#### [ACTIVITY]
Reproduce the listing verbatim through the line with "pub struct MockEmailService".

● ● ● ● ● ● ●

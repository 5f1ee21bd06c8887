//! Mock email provider for development and testing.
//!
//! Echoes verification emails to the console instead of sending them, so
//! the full issuance flow can be exercised without provider credentials.

use async_trait::async_trait;
use std::sync::atomic::{AtomicU64, Ordering};
use std::sync::Arc;
use tracing::{info, warn};
use uuid::Uuid;

use ss_shared::utils::email::{is_valid_email, mask_email};

use crate::email::{verification_email_body, EmailProvider, VERIFICATION_SUBJECT};
use crate::InfrastructureError;

/// Mock email provider
#[derive(Clone)]
pub struct MockEmailService {
    /// Number of emails sent, for assertions in tests
    message_count: Arc<AtomicU64>,
    /// Whether to simulate delivery failures
    simulate_failure: bool,
    /// Whether to echo messages to the console
    console_output: bool,
}

impl MockEmailService {
    pub fn new() -> Self {
        Self {
            message_count: Arc::new(AtomicU64::new(0)),
            simulate_failure: false,
            console_output: true,
        }
    }

    pub fn with_options(console_output: bool, simulate_failure: bool) -> Self {
        Self {
            message_count: Arc::new(AtomicU64::new(0)),
            simulate_failure,
            console_output,
        }
    }

    /// Total number of emails sent through this instance
    pub fn message_count(&self) -> u64 {
        self.message_count.load(Ordering::SeqCst)
    }
}

impl Default for MockEmailService {
    fn default() -> Self {
        Self::new()
    }
}

#[async_trait]
impl EmailProvider for MockEmailService {
    async fn send_verification_email(
        &self,
        to: &str,
        code: &str,
    ) -> Result<String, InfrastructureError> {
        if !is_valid_email(to) {
            return Err(InfrastructureError::Email(format!(
                "Invalid email address: {}",
                mask_email(to)
            )));
        }

        if self.simulate_failure {
            warn!(
                email = %mask_email(to),
                "Mock email provider simulating failure"
            );
            return Err(InfrastructureError::Email(
                "Simulated email delivery failure".to_string(),
            ));
        }

        let message_id = format!("mock_{}", Uuid::new_v4());
        let count = self.message_count.fetch_add(1, Ordering::SeqCst) + 1;

        if self.console_output {
            println!("\n{}", "=".repeat(60));
            println!("MOCK EMAIL PROVIDER - MESSAGE #{}", count);
            println!("{}", "=".repeat(60));
            println!("To: {}", to);
            println!("Subject: {}", VERIFICATION_SUBJECT);
            println!("Message ID: {}", message_id);
            println!("{}", verification_email_body(code));
            println!("{}\n", "=".repeat(60));
        }

        info!(
            provider = "mock",
            email = %mask_email(to),
            message_id = %message_id,
            "Verification email sent (mock)"
        );

        Ok(message_id)
    }

    fn provider_name(&self) -> &str {
        "Mock"
    }
}

#[cfg(test)]
mod tests {
    use super::*;

    #[tokio::test]
    async fn test_mock_send_returns_message_id_and_counts() {
        let provider = MockEmailService::with_options(false, false);

        let id = provider
            .send_verification_email("reader@shabdsetu.app", "123456")
            .await
            .unwrap();

        assert!(id.starts_with("mock_"));
        assert_eq!(provider.message_count(), 1);
    }

    #[tokio::test]
    async fn test_mock_rejects_invalid_address() {
        let provider = MockEmailService::with_options(false, false);

        let result = provider
            .send_verification_email("not-an-email", "123456")
            .await;

        assert!(matches!(result, Err(InfrastructureError::Email(_))));
        assert_eq!(provider.message_count(), 0);
    }

    #[tokio::test]
    async fn test_mock_simulated_failure() {
        let provider = MockEmailService::with_options(false, true);

        let result = provider
            .send_verification_email("reader@shabdsetu.app", "123456")
            .await;

        assert!(matches!(result, Err(InfrastructureError::Email(_))));
    }
}
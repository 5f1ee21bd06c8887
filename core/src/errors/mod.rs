//! Domain-specific error types and error handling.

mod types;

// Re-export all error types
pub use types::{OtpError, ValidationError};

use thiserror::Error;

/// Core domain errors (general purpose)
#[derive(Error, Debug)]
pub enum DomainError {
    #[error("Validation error: {message}")]
    Validation { message: String },

    #[error("Resource not found: {resource}")]
    NotFound { resource: String },

    #[error("Internal error: {message}")]
    Internal { message: String },

    // Bridge to specific error types
    #[error(transparent)]
    Otp(#[from] OtpError),

    #[error(transparent)]
    ValidationErr(#[from] ValidationError),
}

/// Result type for domain operations
pub type DomainResult<T> = Result<T, DomainError>;
//! Server configuration module

use serde::{Deserialize, Serialize};

/// HTTP server configuration
#[derive(Debug, Clone, Deserialize, Serialize)]
pub struct ServerConfig {
    /// Server host address
    pub host: String,

    /// Server port
    pub port: u16,

    /// Worker threads (0 = number of CPU cores)
    #[serde(default)]
    pub workers: usize,

    /// Keep-alive timeout in seconds
    #[serde(default = "default_keep_alive")]
    pub keep_alive: u64,
}

impl Default for ServerConfig {
    fn default() -> Self {
        Self {
            host: String::from("127.0.0.1"),
            port: 8080,
            workers: 0, // Use all CPU cores
            keep_alive: default_keep_alive(),
        }
    }
}

impl ServerConfig {
    /// Create a new server configuration
    pub fn new(host: impl Into<String>, port: u16) -> Self {
        Self {
            host: host.into(),
            port,
            ..Default::default()
        }
    }

    /// Create from environment variables
    pub fn from_env() -> Self {
        let host = std::env::var("SERVER_HOST").unwrap_or_else(|_| "127.0.0.1".to_string());
        let port = std::env::var("SERVER_PORT")
            .ok()
            .and_then(|v| v.parse().ok())
            .unwrap_or(8080);

        Self {
            host,
            port,
            ..Default::default()
        }
    }

    /// Get the bind address
    pub fn bind_address(&self) -> String {
        format!("{}:{}", self.host, self.port)
    }
}

#[cfg(test)]
mod tests {
    use super::*;

    #[test]
    fn test_server_config_default() {
        let config = ServerConfig::default();
        assert_eq!(config.host, "127.0.0.1");
        assert_eq!(config.port, 8080);
        assert_eq!(config.workers, 0);
    }

    #[test]
    fn test_bind_address() {
        let config = ServerConfig::new("0.0.0.0", 3000);
        assert_eq!(config.bind_address(), "0.0.0.0:3000");
    }
}

fn default_keep_alive() -> u64 {
    75 // 75 seconds
}
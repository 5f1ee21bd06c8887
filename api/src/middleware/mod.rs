//! HTTP middleware

pub mod cors;
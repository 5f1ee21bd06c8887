//! Tests for the OTP service


mod service_tests;
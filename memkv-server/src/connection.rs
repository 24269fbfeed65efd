//! The socket-owning half of a client connection. [`memkv_db::Connection`]
//! (just the selected DB index) lives inside this one; everything
//! shaped by the `TcpStream` — the writer, the pending-writes counter, the
//! close timeout — belongs here instead.

use std::sync::atomic::{AtomicUsize, Ordering};
use std::time::Duration;

use bytes::Bytes;
use tokio::io::{AsyncWriteExt, WriteHalf};
use tokio::net::TcpStream;
use tokio::sync::{Mutex, Notify};

const CLOSE_TIMEOUT: Duration = Duration::from_secs(10);

/// A connected client: the database-layer state plus everything needed to
/// write replies back and close the socket without cutting off a write
/// that's still in flight.
pub struct Connection {
    pub db: memkv_db::Connection,
    writer: Mutex<WriteHalf<TcpStream>>,
    pending: AtomicUsize,
    drained: Notify,
}

impl Connection {
    pub fn new(writer: WriteHalf<TcpStream>) -> Self {
        Self {
            db: memkv_db::Connection::new(),
            writer: Mutex::new(writer),
            pending: AtomicUsize::new(0),
            drained: Notify::new(),
        }
    }

    /// Writes `bytes` to the socket, tracking it as in-flight so `close`
    /// can wait for it to finish rather than cutting it off.
    pub async fn write(&self, bytes: &Bytes) -> std::io::Result<()> {
        self.pending.fetch_add(1, Ordering::SeqCst);
        let result = {
            let mut writer = self.writer.lock().await;
            writer.write_all(bytes).await
        };
        if self.pending.fetch_sub(1, Ordering::SeqCst) == 1 {
            self.drained.notify_waiters();
        }
        result
    }

    /// Waits up to 10 seconds for in-flight writes to finish, then shuts
    /// down the socket regardless of whether they did.
    pub async fn close(&self) {
        let deadline = tokio::time::Instant::now() + CLOSE_TIMEOUT;
        while self.pending.load(Ordering::SeqCst) > 0 {
            let now = tokio::time::Instant::now();
            if now >= deadline {
                break;
            }
            let _ = tokio::time::timeout(deadline - now, self.drained.notified()).await;
        }
        let mut writer = self.writer.lock().await;
        let _ = writer.shutdown().await;
    }
}

#[cfg(test)]
mod tests {
    use super::*;

    #[tokio::test]
    async fn write_then_close_drains_cleanly() {
        let listener = tokio::net::TcpListener::bind("127.0.0.1:0").await.unwrap();
        let addr = listener.local_addr().unwrap();
        let client = tokio::net::TcpStream::connect(addr).await.unwrap();
        let (server_stream, _) = listener.accept().await.unwrap();
        let (_read, write) = tokio::io::split(server_stream);
        let conn = Connection::new(write);

        conn.write(&Bytes::from_static(b"+OK\r\n")).await.unwrap();
        conn.close().await;
        drop(client);
    }
}
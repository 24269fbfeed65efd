use std::sync::Arc;

use bytes::Bytes;

use memkv_aof::Persister;
use memkv_db::{Connection, DbEngine, Server};

fn dummy_factory() -> memkv_aof::DbEngineFactory {
    Arc::new(|| Arc::new(Server::new(1)) as Arc<dyn DbEngine>)
}

#[tokio::test]
async fn replays_appended_commands_on_restart() {
    let dir = tempfile::tempdir().unwrap();
    let path = dir.path().join("test.aof");

    {
        let server: Arc<dyn DbEngine> = Arc::new(Server::new(1));
        let persister = Persister::new(Arc::clone(&server), false, &path, "always", dummy_factory()).await.unwrap();
        persister.save(0, vec![Bytes::from_static(b"SET"), Bytes::from_static(b"k"), Bytes::from_static(b"v")]);
        drop(persister);
    }

    let server: Arc<dyn DbEngine> = Arc::new(Server::new(1));
    let _persister = Persister::new(Arc::clone(&server), true, &path, "always", dummy_factory()).await.unwrap();
    let conn = Connection::new();
    let reply = server.exec(&conn, &[Bytes::from_static(b"GET"), Bytes::from_static(b"k")]).await;
    assert_eq!(reply, memkv_resp::Reply::Bulk(Bytes::from_static(b"v")));
}

#[tokio::test]
async fn rewrite_compacts_to_current_state() {
    let dir = tempfile::tempdir().unwrap();
    let path = dir.path().join("test.aof");

    let server: Arc<dyn DbEngine> = Arc::new(Server::new(1));
    let persister = Persister::new(Arc::clone(&server), false, &path, "always", dummy_factory()).await.unwrap();
    persister.save(0, vec![Bytes::from_static(b"SET"), Bytes::from_static(b"a"), Bytes::from_static(b"1")]);
    persister.save(0, vec![Bytes::from_static(b"SET"), Bytes::from_static(b"a"), Bytes::from_static(b"2")]);
    persister.save(0, vec![Bytes::from_static(b"SET"), Bytes::from_static(b"b"), Bytes::from_static(b"3")]);

    persister.rewrite().await.unwrap();

    let conn = Connection::new();
    let reply_server: Arc<dyn DbEngine> = Arc::new(Server::new(1));
    let _reload = Persister::new(Arc::clone(&reply_server), true, &path, "always", dummy_factory()).await.unwrap();
    assert_eq!(
        reply_server.exec(&conn, &[Bytes::from_static(b"GET"), Bytes::from_static(b"a")]).await,
        memkv_resp::Reply::Bulk(Bytes::from_static(b"2"))
    );
    assert_eq!(
        reply_server.exec(&conn, &[Bytes::from_static(b"GET"), Bytes::from_static(b"b")]).await,
        memkv_resp::Reply::Bulk(Bytes::from_static(b"3"))
    );
}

● ● ● ● ● ● ●

#### [SOLUTION TO THIS PROBLEM]
repository 5f1ee21bd06c8887
//! Mock email provider for development and testing.
//!
//! Echoes verification emails to the console instead of sending them, so
//! the full issuance flow can be exercised without provider credentials.

use async_trait::async_trait;
use std::sync::atomic::{AtomicU64, Ordering};
use std::sync::Arc;
use tracing::{info, warn};
use uuid::Uuid;

use ss_shared::utils::email::{is_valid_email, mask_email};

use crate::email::{verification_email_body, EmailProvider, VERIFICATION_SUBJECT};
use crate::InfrastructureError;

/// Mock email provider
#[derive(Clone)]
pub struct MockEmailService {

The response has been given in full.